Be certain that your clearance to combustibles is 36 inches for the unit all around.  Also make sure you have a large hearth pad and that you contact your insurance company letting them know you are installing a stove that is not UL approved.  If they won't allow it, you may need to do some insurance shopping.

pen


----------



## brucelon (Jul 20, 2013)

Thanks pen -

Do you know - is the pipe just "crushed" by hand or is there some kind of crimping tool?  Should a hose clamp help secure it to the exhaust oval rim? 

Your other points are more troubling. I'll have to do an chimney pipe offset to get the stove anywhere near 36" from the sheetrock walls (is sheetrock a "combustible" ?). Or, I think someone must sell a heat barrier that can be applied to the sheetrock to permit closer proximity b/t stove and wall.  At least I have a nice large hearth pad.

Oy - these things are NEVER easy, simple or inexpensive - as the salesman had me thinking..

Thanks for your thoughts.

Bruce


----------



## pen (Jul 20, 2013)

It's more of a squishing than a crushing.  Just squeeze with both hands and fit the female end over that stove collar.

Modern stoves are setup so that the male end goes into the stove so that creosote can't drip out, the old time units did it the other way thinking the draft would be better. 

That said, with the pipe upside down, you may need an adapter to fit into your next section of pipe if you wind up with 2 male ends looking at each other.

Clearances can be reduced with a wall shield that is spaced 1 inch from the sheetrock wall (yes, that's considered combustible)

Using a shield like this http://www.tractorsupply.com/en/sto...ve-board-32-in-w-x-42-in-h-black?cm_vc=-10005  or a little bigger one http://www.tractorsupply.com/en/sto...ve-board-36-in-w-x-52-in-h-black?cm_vc=-10005 there are ones that are tile patterned too but I think the black looks better, you should be able reduce the clearance to 18 inches (possibly 12 but my brain is foggy and I need to double check) so long as there is that one inch air gap behind a good shield such as those listed, or sheet metal, etc.

To bring the shield off the wall the inch you can use long enough screws (into studs of course) and make 1 inch spacers from copper pipe, or make strips of something like durock or hardibacker.

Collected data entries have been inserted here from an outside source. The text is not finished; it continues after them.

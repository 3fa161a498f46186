//! Reading posts back from the backend in the shape clients render.

use std::collections::HashMap;

use tracing::warn;
use uuid::Uuid;

use crate::{
    backend::{Backend, BackendError, PostFilter},
    models::{Author, InteractionKind, Post},
};

pub async fn load_posts(backend: &dyn Backend, filter: PostFilter) -> Result<Vec<Post>, BackendError> {
    let rows = backend.list_posts(filter).await?;
    let mut posts: Vec<Post> = rows.into_iter().map(Post::from).collect();
    attach_authors(backend, &mut posts).await;
    Ok(posts)
}

pub async fn load_post(backend: &dyn Backend, id: Uuid) -> Result<Post, BackendError> {
    let row = backend.get_post(id).await?.ok_or(BackendError::Missing("post"))?;
    let mut posts = [Post::from(row)];
    attach_authors(backend, &mut posts).await;
    let [post] = posts;
    Ok(post)
}

/// Fill in author names and avatars with one batched profile lookup.
///
/// A failed lookup leaves every author empty; the posts themselves are still served.
pub async fn attach_authors(backend: &dyn Backend, posts: &mut [Post]) {
    let mut ids: Vec<Uuid> = posts.iter().flat_map(Post::author_ids).collect();
    ids.sort_unstable();
    ids.dedup();

    if ids.is_empty() {
        return;
    }

    let profiles: HashMap<Uuid, Author> = match backend.get_profiles(&ids).await {
        Ok(rows) => rows
            .into_iter()
            .filter(|p| p.display_name.is_some() || p.avatar_url.is_some())
            .map(|p| {
                (
                    p.user_id,
                    Author {
                        name: p.display_name,
                        avatar_url: p.avatar_url,
                    },
                )
            })
            .collect(),
        Err(e) => {
            warn!("Profile lookup for {} authors failed: {}", ids.len(), e);
            return;
        }
    };

    let author = |user_id: Option<Uuid>| user_id.and_then(|id| profiles.get(&id).cloned());
    for post in posts.iter_mut() {
        post.author = author(post.user_id);
        for answer in post.answers.iter_mut() {
            answer.author = author(answer.user_id);
        }
    }
}

/// Case-insensitive substring match on titles. Order is preserved; a blank query keeps all.
pub fn search_titles(posts: Vec<Post>, query: &str) -> Vec<Post> {
    let needle = query.trim().to_lowercase();
    if needle.is_empty() {
        return posts;
    }

    posts
        .into_iter()
        .filter(|post| post.title.to_lowercase().contains(&needle))
        .collect()
}

/// The user's recorded vote for each requested post; posts without one map to `None`.
pub async fn interactions_for(
    backend: &dyn Backend,
    user_id: Uuid,
    post_ids: &[Uuid],
) -> Result<HashMap<Uuid, Option<InteractionKind>>, BackendError> {
    let mut map: HashMap<Uuid, Option<InteractionKind>> =
        post_ids.iter().map(|id| (*id, None)).collect();

    if post_ids.is_empty() {
        return Ok(map);
    }

    for row in backend.list_interactions(user_id, post_ids).await? {
        map.insert(row.post_id, Some(row.interaction_type));
    }

    Ok(map)
}
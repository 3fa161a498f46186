use crate::{
    AppState,
    auth::CurrentUser,
    backend::{Bucket, NewAnswerRow, NewPostRow, ObjectUpload, PostFilter, PostPatch, Procedure, Target},
    dto::{
        ActionResponse, CreateAnswerRequest, CreatePostRequest, FeedQuery, InteractionResponse,
        Notice, PaginatedResponse, ReportRequest, UpdatePostRequest, UploadResponse,
    },
    errors::{ApiError, RemoteContext},
    extract::{AppJson, AppPath, AppQuery},
    feed,
    models::{InteractionKind, Post},
    uploads,
};
use axum::{
    Json,
    extract::{Multipart, State, multipart::MultipartRejection},
    http::StatusCode,
};
use tracing::info;
use uuid::Uuid;
use validator::Validate;

/// GET /posts?q=alpha&category=Science&page=1&limit=10
pub async fn get_posts(
    State(state): State<AppState>,
    AppQuery(params): AppQuery<FeedQuery>,
) -> Result<Json<PaginatedResponse<Post>>, ApiError> {
    let category = params.category()?;

    let posts = feed::load_posts(state.backend.as_ref(), PostFilter::all())
        .await
        .or_notify("Failed to load posts. Please try again.")?;

    let mut posts = feed::search_titles(posts, params.q.as_deref().unwrap_or_default());
    if let Some(category) = category {
        posts.retain(|post| post.category == category);
    }

    Ok(Json(PaginatedResponse::slice(
        &posts,
        params.page(),
        params.limit(),
    )))
}

/// GET /posts/{id}
pub async fn get_post(
    State(state): State<AppState>,
    AppPath(id): AppPath<Uuid>,
) -> Result<Json<Post>, ApiError> {
    let post = feed::load_post(state.backend.as_ref(), id).await?;

    Ok(Json(post))
}

/// POST /posts
/// Headers: Authorization: Bearer <token>
/// Body: { "title": "...", "description": "...", "category": "...", "image_url": "..." }
pub async fn create_post(
    State(state): State<AppState>,
    user: CurrentUser,
    AppJson(payload): AppJson<CreatePostRequest>,
) -> Result<(StatusCode, Json<ActionResponse<Post>>), ApiError> {
    let payload = payload.normalized();
    payload.validate()?;
    let category = payload.category()?;

    let row = state
        .backend
        .insert_post(NewPostRow {
            user_id: user.id,
            title: payload.title,
            description: payload.description,
            category,
            image_url: payload.image_url,
        })
        .await
        .or_notify("Failed to create post. Please try again.")?;

    info!("Post created: {} by user {}", row.id, user.id);

    let post = feed::load_post(state.backend.as_ref(), row.id).await?;

    Ok((
        StatusCode::CREATED,
        Json(ActionResponse::new(
            post,
            Notice::success(
                "Post created!",
                "Your question/content has been posted successfully.",
            ),
        )),
    ))
}

/// PUT /posts/{id}
/// Headers: Authorization: Bearer <token>
/// Body: { "title": "...", "description": "...", "category": "..." }
pub async fn update_post(
    State(state): State<AppState>,
    user: CurrentUser,
    AppPath(id): AppPath<Uuid>,
    AppJson(payload): AppJson<UpdatePostRequest>,
) -> Result<Json<ActionResponse<Post>>, ApiError> {
    let payload = payload.normalized();
    payload.validate()?;
    let category = payload.category()?;

    let existing = feed::load_post(state.backend.as_ref(), id).await?;

    // Check ownership
    if !existing.is_owned_by(user.id) {
        return Err(ApiError::Forbidden);
    }

    state
        .backend
        .update_post(
            id,
            PostPatch {
                title: payload.title,
                description: payload.description,
                category,
            },
        )
        .await
        .or_notify("Failed to update post. Please try again.")?;

    info!("Post updated: {} by user {}", id, user.id);

    let post = feed::load_post(state.backend.as_ref(), id).await?;

    Ok(Json(ActionResponse::new(
        post,
        Notice::success("Post updated", "Your changes have been saved."),
    )))
}

/// DELETE /posts/{id}
/// Headers: Authorization: Bearer <token>
pub async fn delete_post(
    State(state): State<AppState>,
    user: CurrentUser,
    AppPath(id): AppPath<Uuid>,
) -> Result<Json<ActionResponse<Uuid>>, ApiError> {
    let existing = feed::load_post(state.backend.as_ref(), id).await?;

    // Check ownership
    if !existing.is_owned_by(user.id) {
        return Err(ApiError::Forbidden);
    }

    state
        .backend
        .delete_post(id)
        .await
        .or_notify("Failed to delete post. Please try again.")?;

    info!("Post deleted: {} by user {}", id, user.id);

    Ok(Json(ActionResponse::new(
        id,
        Notice::success("Post deleted", "Your post has been removed."),
    )))
}

/// POST /posts/{id}/like
pub async fn like_post(
    State(state): State<AppState>,
    user: CurrentUser,
    AppPath(id): AppPath<Uuid>,
) -> Result<Json<ActionResponse<InteractionResponse>>, ApiError> {
    vote(&state, &user, id, InteractionKind::Like).await
}

/// POST /posts/{id}/dislike
pub async fn dislike_post(
    State(state): State<AppState>,
    user: CurrentUser,
    AppPath(id): AppPath<Uuid>,
) -> Result<Json<ActionResponse<InteractionResponse>>, ApiError> {
    vote(&state, &user, id, InteractionKind::Dislike).await
}

/// Record the vote remotely, then read back both the counters and the user's recorded
/// interaction. Nothing is computed locally.
async fn vote(
    state: &AppState,
    user: &CurrentUser,
    id: Uuid,
    kind: InteractionKind,
) -> Result<Json<ActionResponse<InteractionResponse>>, ApiError> {
    let (failure, title) = match kind {
        InteractionKind::Like => ("Failed to like post. Please try again.", "Post liked!"),
        InteractionKind::Dislike => ("Failed to dislike post. Please try again.", "Post disliked!"),
    };

    state
        .backend
        .call(Procedure::for_vote(Target::Post, kind), id, user.id)
        .await
        .or_notify(failure)?;

    info!("Post {} {}d by user {}", id, kind.verb(), user.id);

    let backend = state.backend.as_ref();
    let post = feed::load_post(backend, id).await?;
    let interaction = feed::interactions_for(backend, user.id, &[id])
        .await?
        .remove(&id)
        .flatten();

    Ok(Json(ActionResponse::new(
        InteractionResponse { post, interaction },
        Notice::success(title, "Your interaction has been recorded."),
    )))
}

/// POST /posts/{id}/report
/// Body: { "reason": "..." }
pub async fn report_post(
    user: CurrentUser,
    AppPath(id): AppPath<Uuid>,
    AppJson(payload): AppJson<ReportRequest>,
) -> Result<Json<ActionResponse<Uuid>>, ApiError> {
    let payload = payload.normalized();
    payload.validate()?;

    info!(
        post_id = %id,
        reporter = %user.id,
        reason = %payload.reason,
        "Report submitted"
    );

    Ok(Json(ActionResponse::new(
        id,
        Notice::success(
            "Report submitted",
            "Thank you for helping keep our community safe.",
        ),
    )))
}

/// POST /posts/{id}/answers
/// Body: { "content": "..." }
pub async fn create_answer(
    State(state): State<AppState>,
    user: CurrentUser,
    AppPath(post_id): AppPath<Uuid>,
    AppJson(payload): AppJson<CreateAnswerRequest>,
) -> Result<(StatusCode, Json<ActionResponse<Post>>), ApiError> {
    let payload = payload.normalized();
    payload.validate()?;

    let answer = state
        .backend
        .insert_answer(NewAnswerRow {
            post_id,
            user_id: user.id,
            content: payload.content,
        })
        .await
        .or_notify("Failed to add answer. Please try again.")?;

    info!("Answer {} added to post {} by user {}", answer.id, post_id, user.id);

    let post = feed::load_post(state.backend.as_ref(), post_id).await?;

    Ok((
        StatusCode::CREATED,
        Json(ActionResponse::new(
            post,
            Notice::success("Answer posted!", "Your answer has been added successfully."),
        )),
    ))
}

/// POST /uploads/post-images
/// Multipart body with a `file` part.
pub async fn upload_post_image(
    State(state): State<AppState>,
    user: CurrentUser,
    multipart: Result<Multipart, MultipartRejection>,
) -> Result<(StatusCode, Json<ActionResponse<UploadResponse>>), ApiError> {
    let limit = state.config.post_image_max_bytes;
    let mut multipart = multipart?;
    let image = uploads::read_image(&mut multipart, limit).await?;
    image.check(limit)?;

    let path = uploads::post_image_path(&image);
    let bucket = Bucket::PostImages;

    state
        .backend
        .upload(
            bucket,
            &path,
            ObjectUpload {
                bytes: image.bytes,
                content_type: image.content_type,
                upsert: false,
            },
        )
        .await
        .or_notify("Failed to upload image. Please try again.")?;

    info!("Post image {} uploaded by user {}", path, user.id);

    let url = state.backend.public_url(bucket, &path);

    Ok((
        StatusCode::CREATED,
        Json(ActionResponse::new(
            UploadResponse { url, path },
            Notice::success("Image uploaded", "Your image is ready to attach."),
        )),
    ))
}
mod category;
mod interaction;
mod post;
mod profile;

pub use category::Category;
pub use interaction::InteractionKind;
pub use post::{Answer, Author, Post};
pub use profile::{ActivityStats, Profile, UserAnswer};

BUT, before you get this going any further, check with the insurance company first.  If you don't, and god forbid there is a fire, they'll say sorry, no coverage.

Good luck,

Also, what are your heating goals with this unit?

pen


----------



## begreen (Jul 20, 2013)

You can reduce the clearances down to 12" with a proper NFPA 211 wall shield. It needs to be entirely non-combustible, 1" from the wall on insulators and be open top and bottom by 1" to allow heat to freely convect behind it. You could use tiled cement board, prefab wall shield board or get creative and use a period metal (like ceiling tin) as long as it fits the basic requirements.

For sure check with the insurance company once you have a plan of action that is cleared with the local inspecting authority. If you can present them with a plan and drawings that show you are adhering to code they should be ok, but first check.

https://www.hearth.com/econtent/index.php/articles/stove_wall_clear


----------